(Items from a data source)
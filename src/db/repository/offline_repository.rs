use super::BaseRepository;
use crate::db::entities::{
    BookDownload, BookDownloadActiveModel, BookDownloadModel, ChunkedUrl, ChunkedUrlActiveModel,
    ChunkedUrlModel, book_downloads, chunked_urls,
};
use crate::models::{BookDownloadRecord, BookId, BookStatus, ChunkedUrlMetadata, FileDownloadState};
use anyhow::{Context, Result};
use async_trait::async_trait;
use sea_orm::sea_query::OnConflict;
use sea_orm::{
    ColumnTrait, DatabaseConnection, EntityTrait, QueryFilter, QueryOrder, Set, TransactionTrait,
};
use std::sync::Arc;

/// Durable metadata for book manifests and chunked URLs.
#[async_trait]
pub trait OfflineRepository: Send + Sync {
    // Book records
    async fn get_book(&self, book_id: &BookId) -> Result<Option<BookDownloadRecord>>;
    /// Insert or replace the whole record.
    async fn put_book(&self, record: &BookDownloadRecord) -> Result<()>;
    async fn delete_book(&self, book_id: &BookId) -> Result<()>;
    async fn list_books(&self) -> Result<Vec<BookDownloadRecord>>;
    /// Records a previous process left `queued` or `downloading`, oldest first.
    async fn list_unfinished_books(&self) -> Result<Vec<BookDownloadRecord>>;

    // Chunked URL metadata
    async fn get_chunked_url(&self, url: &str) -> Result<Option<ChunkedUrlMetadata>>;
    async fn put_chunked_url(&self, metadata: &ChunkedUrlMetadata) -> Result<()>;
    async fn delete_chunked_url(&self, url: &str) -> Result<()>;

    /// Wipe both tables.
    async fn clear_all(&self) -> Result<()>;
}

#[derive(Debug)]
pub struct OfflineRepositoryImpl {
    base: BaseRepository,
}

impl OfflineRepositoryImpl {
    pub fn new(db: Arc<DatabaseConnection>) -> Self {
        Self {
            base: BaseRepository::new(db),
        }
    }
}

fn book_from_model(model: BookDownloadModel) -> Result<BookDownloadRecord> {
    let files: Vec<FileDownloadState> = serde_json::from_value(model.files)
        .with_context(|| format!("Corrupt file list for book {}", model.book_id))?;
    // Unknown strings come from a newer or damaged store; treat as needing work
    let status = BookStatus::parse(&model.status).unwrap_or(BookStatus::Queued);

    Ok(BookDownloadRecord {
        book_id: BookId::new(model.book_id),
        updated_at: model.updated_at,
        status,
        files,
        error: model.error,
    })
}

fn book_to_active_model(record: &BookDownloadRecord) -> Result<BookDownloadActiveModel> {
    let files = serde_json::to_value(&record.files).context("Failed to serialize file list")?;
    Ok(BookDownloadActiveModel {
        book_id: Set(record.book_id.as_str().to_string()),
        status: Set(record.status.as_str().to_string()),
        files: Set(files),
        error: Set(record.error.clone()),
        updated_at: Set(record.updated_at),
    })
}

fn chunked_from_model(model: ChunkedUrlModel) -> ChunkedUrlMetadata {
    ChunkedUrlMetadata {
        url: model.url,
        chunked: model.chunked,
        chunk_size: model.chunk_size.max(0) as u64,
        bytes_total: model.bytes_total.max(0) as u64,
        content_type: model.content_type,
        updated_at: model.updated_at,
    }
}

#[async_trait]
impl OfflineRepository for OfflineRepositoryImpl {
    async fn get_book(&self, book_id: &BookId) -> Result<Option<BookDownloadRecord>> {
        let model = BookDownload::find_by_id(book_id.as_str())
            .one(self.base.db.as_ref())
            .await
            .context("Failed to load book record")?;

        model.map(book_from_model).transpose()
    }

    async fn put_book(&self, record: &BookDownloadRecord) -> Result<()> {
        let active_model = book_to_active_model(record)?;

        BookDownload::insert(active_model)
            .on_conflict(
                OnConflict::column(book_downloads::Column::BookId)
                    .update_columns([
                        book_downloads::Column::Status,
                        book_downloads::Column::Files,
                        book_downloads::Column::Error,
                        book_downloads::Column::UpdatedAt,
                    ])
                    .to_owned(),
            )
            .exec(self.base.db.as_ref())
            .await
            .with_context(|| format!("Failed to persist book record {}", record.book_id))?;

        Ok(())
    }

    async fn delete_book(&self, book_id: &BookId) -> Result<()> {
        BookDownload::delete_by_id(book_id.as_str())
            .exec(self.base.db.as_ref())
            .await
            .with_context(|| format!("Failed to delete book record {book_id}"))?;
        Ok(())
    }

    async fn list_books(&self) -> Result<Vec<BookDownloadRecord>> {
        let models = BookDownload::find()
            .order_by_asc(book_downloads::Column::UpdatedAt)
            .all(self.base.db.as_ref())
            .await
            .context("Failed to list book records")?;

        models.into_iter().map(book_from_model).collect()
    }

    async fn list_unfinished_books(&self) -> Result<Vec<BookDownloadRecord>> {
        let models = BookDownload::find()
            .filter(book_downloads::Column::Status.is_in([
                BookStatus::Queued.as_str(),
                BookStatus::Downloading.as_str(),
            ]))
            .order_by_asc(book_downloads::Column::UpdatedAt)
            .all(self.base.db.as_ref())
            .await
            .context("Failed to list unfinished book records")?;

        models.into_iter().map(book_from_model).collect()
    }

    async fn get_chunked_url(&self, url: &str) -> Result<Option<ChunkedUrlMetadata>> {
        let model = ChunkedUrl::find_by_id(url)
            .one(self.base.db.as_ref())
            .await
            .context("Failed to load chunked url metadata")?;

        Ok(model.map(chunked_from_model))
    }

    async fn put_chunked_url(&self, metadata: &ChunkedUrlMetadata) -> Result<()> {
        let active_model = ChunkedUrlActiveModel {
            url: Set(metadata.url.clone()),
            chunked: Set(metadata.chunked),
            chunk_size: Set(metadata.chunk_size as i64),
            bytes_total: Set(metadata.bytes_total as i64),
            content_type: Set(metadata.content_type.clone()),
            updated_at: Set(metadata.updated_at),
        };

        ChunkedUrl::insert(active_model)
            .on_conflict(
                OnConflict::column(chunked_urls::Column::Url)
                    .update_columns([
                        chunked_urls::Column::Chunked,
                        chunked_urls::Column::ChunkSize,
                        chunked_urls::Column::BytesTotal,
                        chunked_urls::Column::ContentType,
                        chunked_urls::Column::UpdatedAt,
                    ])
                    .to_owned(),
            )
            .exec(self.base.db.as_ref())
            .await
            .with_context(|| format!("Failed to persist chunked metadata for {}", metadata.url))?;

        Ok(())
    }

    async fn delete_chunked_url(&self, url: &str) -> Result<()> {
        ChunkedUrl::delete_by_id(url)
            .exec(self.base.db.as_ref())
            .await
            .with_context(|| format!("Failed to delete chunked metadata for {url}"))?;
        Ok(())
    }

    async fn clear_all(&self) -> Result<()> {
        let txn = self
            .base
            .db
            .begin()
            .await
            .context("Failed to begin transaction")?;

        BookDownload::delete_many()
            .exec(&txn)
            .await
            .context("Failed to clear book records")?;
        ChunkedUrl::delete_many()
            .exec(&txn)
            .await
            .context("Failed to clear chunked metadata")?;

        txn.commit().await.context("Failed to commit clear")?;
        Ok(())
    }
}

#[cfg(test)]
mod tests {
    use super::*;
    use crate::models::{FileId, FileStatus, MediaType};
    use crate::test_utils::TestDatabase;

    fn sample_book(id: &str) -> BookDownloadRecord {
        BookDownloadRecord::new(
            BookId::new(id),
            vec![FileDownloadState {
                url: "https://media.example/stream/a.mp3".to_string(),
                bytes_total: 23,
                bytes_downloaded: 0,
                file_id: FileId::new("f1"),
                media_type: MediaType::Audiobook,
                status: FileStatus::Queued,
                chunked: true,
                chunk_size: 5,
            }],
        )
    }

    #[tokio::test]
    async fn test_book_round_trip_and_overwrite() {
        let db = TestDatabase::new().await.unwrap();
        let repo = OfflineRepositoryImpl::new(db.connection());

        assert!(repo.get_book(&BookId::new("b1")).await.unwrap().is_none());

        let mut record = sample_book("b1");
        repo.put_book(&record).await.unwrap();

        let loaded = repo.get_book(&BookId::new("b1")).await.unwrap().unwrap();
        assert_eq!(loaded.files, record.files);
        assert_eq!(loaded.status, BookStatus::Queued);

        record.files[0].mark_ready();
        record.status = BookStatus::Ready;
        repo.put_book(&record).await.unwrap();

        let loaded = repo.get_book(&BookId::new("b1")).await.unwrap().unwrap();
        assert_eq!(loaded.status, BookStatus::Ready);
        assert_eq!(loaded.files[0].bytes_downloaded, 23);
        assert_eq!(repo.list_books().await.unwrap().len(), 1);
    }

    #[tokio::test]
    async fn test_unfinished_books() {
        let db = TestDatabase::new().await.unwrap();
        let repo = OfflineRepositoryImpl::new(db.connection());

        let queued = sample_book("queued");
        let mut downloading = sample_book("downloading");
        downloading.status = BookStatus::Downloading;
        let mut ready = sample_book("ready");
        ready.status = BookStatus::Ready;

        for record in [&queued, &downloading, &ready] {
            repo.put_book(record).await.unwrap();
        }

        let mut ids: Vec<String> = repo
            .list_unfinished_books()
            .await
            .unwrap()
            .into_iter()
            .map(|r| r.book_id.to_string())
            .collect();
        ids.sort();
        assert_eq!(ids, vec!["downloading", "queued"]);
    }

    #[tokio::test]
    async fn test_chunked_url_metadata() {
        let db = TestDatabase::new().await.unwrap();
        let repo = OfflineRepositoryImpl::new(db.connection());
        let url = "https://media.example/stream/a.mp3";

        let mut metadata = ChunkedUrlMetadata::new(url, 5, 23, None);
        repo.put_chunked_url(&metadata).await.unwrap();

        metadata.content_type = Some("audio/mpeg".to_string());
        repo.put_chunked_url(&metadata).await.unwrap();

        let loaded = repo.get_chunked_url(url).await.unwrap().unwrap();
        assert!(loaded.chunked);
        assert_eq!(loaded.chunk_size, 5);
        assert_eq!(loaded.bytes_total, 23);
        assert_eq!(loaded.content_type.as_deref(), Some("audio/mpeg"));

        repo.delete_chunked_url(url).await.unwrap();
        assert!(repo.get_chunked_url(url).await.unwrap().is_none());
    }

    #[tokio::test]
    async fn test_delete_and_clear_all() {
        let db = TestDatabase::new().await.unwrap();
        let repo = OfflineRepositoryImpl::new(db.connection());

        repo.put_book(&sample_book("b1")).await.unwrap();
        repo.put_book(&sample_book("b2")).await.unwrap();
        repo.put_chunked_url(&ChunkedUrlMetadata::new("https://m/stream/x", 5, 10, None))
            .await
            .unwrap();

        repo.delete_book(&BookId::new("b1")).await.unwrap();
        assert!(repo.get_book(&BookId::new("b1")).await.unwrap().is_none());
        // Deleting a missing record is not an error
        repo.delete_book(&BookId::new("b1")).await.unwrap();

        repo.clear_all().await.unwrap();
        assert!(repo.list_books().await.unwrap().is_empty());
        assert!(repo.get_chunked_url("https://m/stream/x").await.unwrap().is_none());
    }
}
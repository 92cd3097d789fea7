use async_trait::async_trait;
use std::sync::Arc;
use tokio_util::sync::CancellationToken;
use tracing::{debug, info, warn};

use super::blob_store::BlobStore;
use super::chunk_downloader::ChunkDownloader;
use super::config::OfflineCacheConfig;
use super::downloader::WholeFileDownloader;
use super::progress::{ProgressSink, ProgressThrottle};
use super::status::is_file_cached;
use crate::db::repository::OfflineRepository;
use crate::events::{EventBus, ProgressEvent, StatusEvent};
use crate::models::{BookDownloadRecord, BookId, BookStatus, FileStatus};
use crate::utils::CacheError;

/// Everything a book download needs, shared between the engine and its jobs.
pub(crate) struct JobContext {
    pub config: OfflineCacheConfig,
    pub repository: Arc<dyn OfflineRepository>,
    pub blobs: BlobStore,
    pub chunked: ChunkDownloader,
    pub whole: WholeFileDownloader,
    pub events: EventBus,
}

impl JobContext {
    /// Best-effort write; bookkeeping failures never stop a download.
    pub async fn persist(&self, record: &BookDownloadRecord) {
        if let Err(e) = self.repository.put_book(record).await {
            warn!("Failed to persist record for {}: {:#}", record.book_id, e);
        }
    }
}

#[derive(Debug, Clone, Copy, PartialEq, Eq)]
pub(crate) enum JobOutcome {
    Finished(BookStatus),
    Cancelled,
}

/// Download every file of one book, sequentially.
///
/// Per-file failures are recorded on the file and do not stop the book. A
/// cancelled job leaves the record as it was last persisted.
pub(crate) async fn run_book(
    ctx: &JobContext,
    book_id: &BookId,
    cancel: &CancellationToken,
) -> JobOutcome {
    let record = match ctx.repository.get_book(book_id).await {
        Ok(record) => record,
        Err(e) => {
            warn!("Failed to load record for {}: {:#}", book_id, e);
            None
        }
    };

    let Some(mut record) = record.filter(|r| !r.files.is_empty()) else {
        warn!("Book {} has nothing to download", book_id);
        if let Ok(Some(mut empty)) = ctx.repository.get_book(book_id).await {
            empty.status = BookStatus::Failed;
            empty.error = Some("No files to download".to_string());
            empty.touch();
            ctx.persist(&empty).await;
        }
        ctx.events.emit_status(
            StatusEvent::book(book_id.clone(), BookStatus::Failed).with_error("No files to download"),
        );
        return JobOutcome::Finished(BookStatus::Failed);
    };

    // Resume: the blob store decides what is cached, not the persisted status
    for file in record.files.iter_mut() {
        match is_file_cached(&ctx.blobs, file).await {
            Some(true) if file.status != FileStatus::Ready => {
                debug!("{} already cached, marking ready", file.url);
                file.mark_ready();
            }
            Some(false) if file.status == FileStatus::Ready => {
                info!("{} was ready but its blobs are gone, fetching again", file.url);
                file.status = FileStatus::Queued;
                file.bytes_downloaded = 0;
            }
            _ => {}
        }
    }

    record.status = BookStatus::Downloading;
    record.error = None;
    record.touch();
    ctx.persist(&record).await;
    ctx.events
        .emit_status(StatusEvent::book(book_id.clone(), BookStatus::Downloading));
    info!("Downloading book {} ({} files)", book_id, record.files.len());

    let mut ready_bytes = record.ready_bytes();
    let mut emit_throttle = ProgressThrottle::new(ctx.config.progress_emit_interval());
    let mut persist_throttle = ProgressThrottle::new(ctx.config.persist_interval());

    for index in 0..record.files.len() {
        if record.files[index].status == FileStatus::Ready {
            continue;
        }
        if cancel.is_cancelled() {
            return JobOutcome::Cancelled;
        }

        let file = {
            let file = &mut record.files[index];
            file.status = FileStatus::Downloading;
            file.bytes_downloaded = 0;
            file.clone()
        };
        ctx.persist(&record).await;
        ctx.events.emit_status(StatusEvent::file(
            book_id.clone(),
            file.file_id.clone(),
            &file.url,
            BookStatus::Downloading,
        ));

        emit_throttle.reset();
        persist_throttle.reset();
        let result = {
            let mut sink = BookProgress {
                ctx,
                record: &mut record,
                index,
                ready_bytes,
                emit_throttle: &mut emit_throttle,
                persist_throttle: &mut persist_throttle,
            };

            if file.chunked {
                ctx.chunked
                    .fetch(&file.url, file.bytes_total, file.chunk_size, cancel, &mut sink)
                    .await
                    .map(|outcome| outcome.bytes_total)
            } else {
                ctx.whole
                    .fetch(&file.url, file.bytes_total, cancel, &mut sink)
                    .await
                    .map(|outcome| outcome.bytes_total)
            }
        };

        match result {
            Ok(bytes_total) => {
                let state = &mut record.files[index];
                state.bytes_total = bytes_total;
                state.mark_ready();
                ready_bytes += bytes_total;
                info!("File {} of book {} is ready", file.file_id, book_id);

                ctx.events.emit_progress(ProgressEvent {
                    book_id: book_id.clone(),
                    file_id: Some(file.file_id.clone()),
                    media_type: Some(file.media_type),
                    url: Some(file.url.clone()),
                    bytes_downloaded: bytes_total,
                    bytes_total,
                    progress_overall: Some(overall(ready_bytes, 0, record.bytes_total())),
                });
                ctx.events.emit_status(StatusEvent::file(
                    book_id.clone(),
                    file.file_id.clone(),
                    &file.url,
                    BookStatus::Ready,
                ));
            }
            Err(CacheError::Cancelled) => {
                debug!("Download of book {} cancelled", book_id);
                return JobOutcome::Cancelled;
            }
            Err(e) => {
                warn!("File {} of book {} failed: {}", file.file_id, book_id, e);
                record.files[index].status = FileStatus::Failed;
                record.error = Some(format!("{}: {}", file.file_id, e));
                ctx.events.emit_status(
                    StatusEvent::file(
                        book_id.clone(),
                        file.file_id.clone(),
                        &file.url,
                        BookStatus::Failed,
                    )
                    .with_error(e.to_string()),
                );
            }
        }

        record.touch();
        ctx.persist(&record).await;
    }

    let terminal = record.terminal_status();
    record.status = terminal;
    record.touch();
    ctx.persist(&record).await;

    let mut event = StatusEvent::book(book_id.clone(), terminal);
    if let Some(ref error) = record.error {
        event = event.with_error(error.clone());
    }
    ctx.events.emit_status(event);
    info!("Book {} finished: {}", book_id, terminal);

    JobOutcome::Finished(terminal)
}

fn overall(ready_bytes: u64, in_flight: u64, book_total: u64) -> f64 {
    if book_total == 0 {
        return 0.0;
    }
    ((ready_bytes + in_flight) as f64 / book_total as f64).min(1.0)
}

/// Turns raw fetcher callbacks into throttled events and persists.
struct BookProgress<'a> {
    ctx: &'a JobContext,
    record: &'a mut BookDownloadRecord,
    index: usize,
    ready_bytes: u64,
    emit_throttle: &'a mut ProgressThrottle,
    persist_throttle: &'a mut ProgressThrottle,
}

#[async_trait]
impl<'a> ProgressSink for BookProgress<'a> {
    async fn report(&mut self, bytes_downloaded: u64, bytes_total: u64) {
        let file = &mut self.record.files[self.index];
        file.bytes_downloaded = file.bytes_downloaded.max(bytes_downloaded);
        if file.bytes_total == 0 && bytes_total > 0 {
            file.bytes_total = bytes_total;
        }

        if self.emit_throttle.ready() {
            let file = &self.record.files[self.index];
            let event = ProgressEvent {
                book_id: self.record.book_id.clone(),
                file_id: Some(file.file_id.clone()),
                media_type: Some(file.media_type),
                url: Some(file.url.clone()),
                bytes_downloaded: file.bytes_downloaded,
                bytes_total,
                progress_overall: Some(overall(
                    self.ready_bytes,
                    file.bytes_downloaded,
                    self.record.bytes_total(),
                )),
            };
            self.ctx.events.emit_progress(event);
        }

        if self.persist_throttle.ready() {
            self.record.touch();
            self.ctx.persist(self.record).await;
        }
    }
}
use anyhow::{Context, Result};
use std::sync::Arc;
use std::time::Duration;
use tracing::{error, info};
use tracing_subscriber::EnvFilter;

use offline_media_cache::cache::{
    BlobStore, CacheResponder, OfflineEngine, ResponderServer, StreamUrlMatcher,
};
use offline_media_cache::config::Config;
use offline_media_cache::db::{Database, OfflineRepository, OfflineRepositoryImpl};

#[tokio::main]
async fn main() -> Result<()> {
    // RUST_LOG wins over the default filter
    let filter = EnvFilter::try_from_default_env()
        .unwrap_or_else(|_| EnvFilter::new("offline_media_cache=info"));
    tracing_subscriber::fmt().with_env_filter(filter).init();

    info!("Starting offline media cache");

    let config = Config::load().context("Failed to load configuration")?;

    let db = Database::connect(&config.database_path()?).await?;
    db.migrate().await?;
    let repository: Arc<dyn OfflineRepository> =
        Arc::new(OfflineRepositoryImpl::new(db.get_connection()));

    let cache_dir = config.cache.cache_directory()?;
    info!("Blob cache at {}", cache_dir.display());
    let blobs = BlobStore::open(&cache_dir).await?;

    let client = config.network.build_client()?;

    let (handle, engine) = OfflineEngine::new(
        config.cache.clone(),
        repository.clone(),
        blobs.clone(),
        client.clone(),
        config.network.retry_config(),
    )?;
    let engine_task = tokio::spawn(engine.run());

    let responder = CacheResponder::new(
        blobs,
        repository,
        StreamUrlMatcher::new(config.cache.stream_path_markers.clone()),
    );
    let server = ResponderServer::bind(&config.server.listen_addr, responder, client).await?;
    info!(
        "Playback URLs look like {}",
        server.proxy_url("https://media.example/stream/book.mp3")
    );

    if config.server.stats_interval_secs > 0 {
        let stats = server.stats().clone();
        let period = Duration::from_secs(config.server.stats_interval_secs);
        tokio::spawn(async move {
            let mut interval = tokio::time::interval(period);
            // The first tick fires immediately
            interval.tick().await;
            loop {
                interval.tick().await;
                info!("{}", stats.format_report());
            }
        });
    }

    tokio::signal::ctrl_c()
        .await
        .context("Failed to listen for Ctrl-C")?;
    info!("Shutting down");

    server.shutdown();
    if let Err(e) = handle.shutdown().await {
        error!("Engine did not shut down cleanly: {}", e);
    }
    if let Err(e) = engine_task.await {
        error!("Engine task failed: {}", e);
    }

    info!("{}", server.stats().format_report());
    Ok(())
}
pub mod errors;

pub use errors::CacheError;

▶ _Required work_: Each line from the beginning of the entries to the line with "record: &BookDownloadRecord) -> Result<()>;" must be repeated exactly, with both end lines kept and no other lines given.

▶ _Response area_:
filename src/db/repository/offline_repository.rs
use super::BaseRepository;
use crate::db::entities::{
    BookDownload, BookDownloadActiveModel, BookDownloadModel, ChunkedUrl, ChunkedUrlActiveModel,
    ChunkedUrlModel, book_downloads, chunked_urls,
};
use crate::models::{BookDownloadRecord, BookId, BookStatus, ChunkedUrlMetadata, FileDownloadState};
use anyhow::{Context, Result};
use async_trait::async_trait;
use sea_orm::sea_query::OnConflict;
use sea_orm::{
    ColumnTrait, DatabaseConnection, EntityTrait, QueryFilter, QueryOrder, Set, TransactionTrait,
};
use std::sync::Arc;

/// Durable metadata for book manifests and chunked URLs.
#[async_trait]
pub trait OfflineRepository: Send + Sync {
    // Book records
    async fn get_book(&self, book_id: &BookId) -> Result<Option<BookDownloadRecord>>;
    /// Insert or replace the whole record.
    async fn put_book(&self, record: &BookDownloadRecord) -> Result<()>;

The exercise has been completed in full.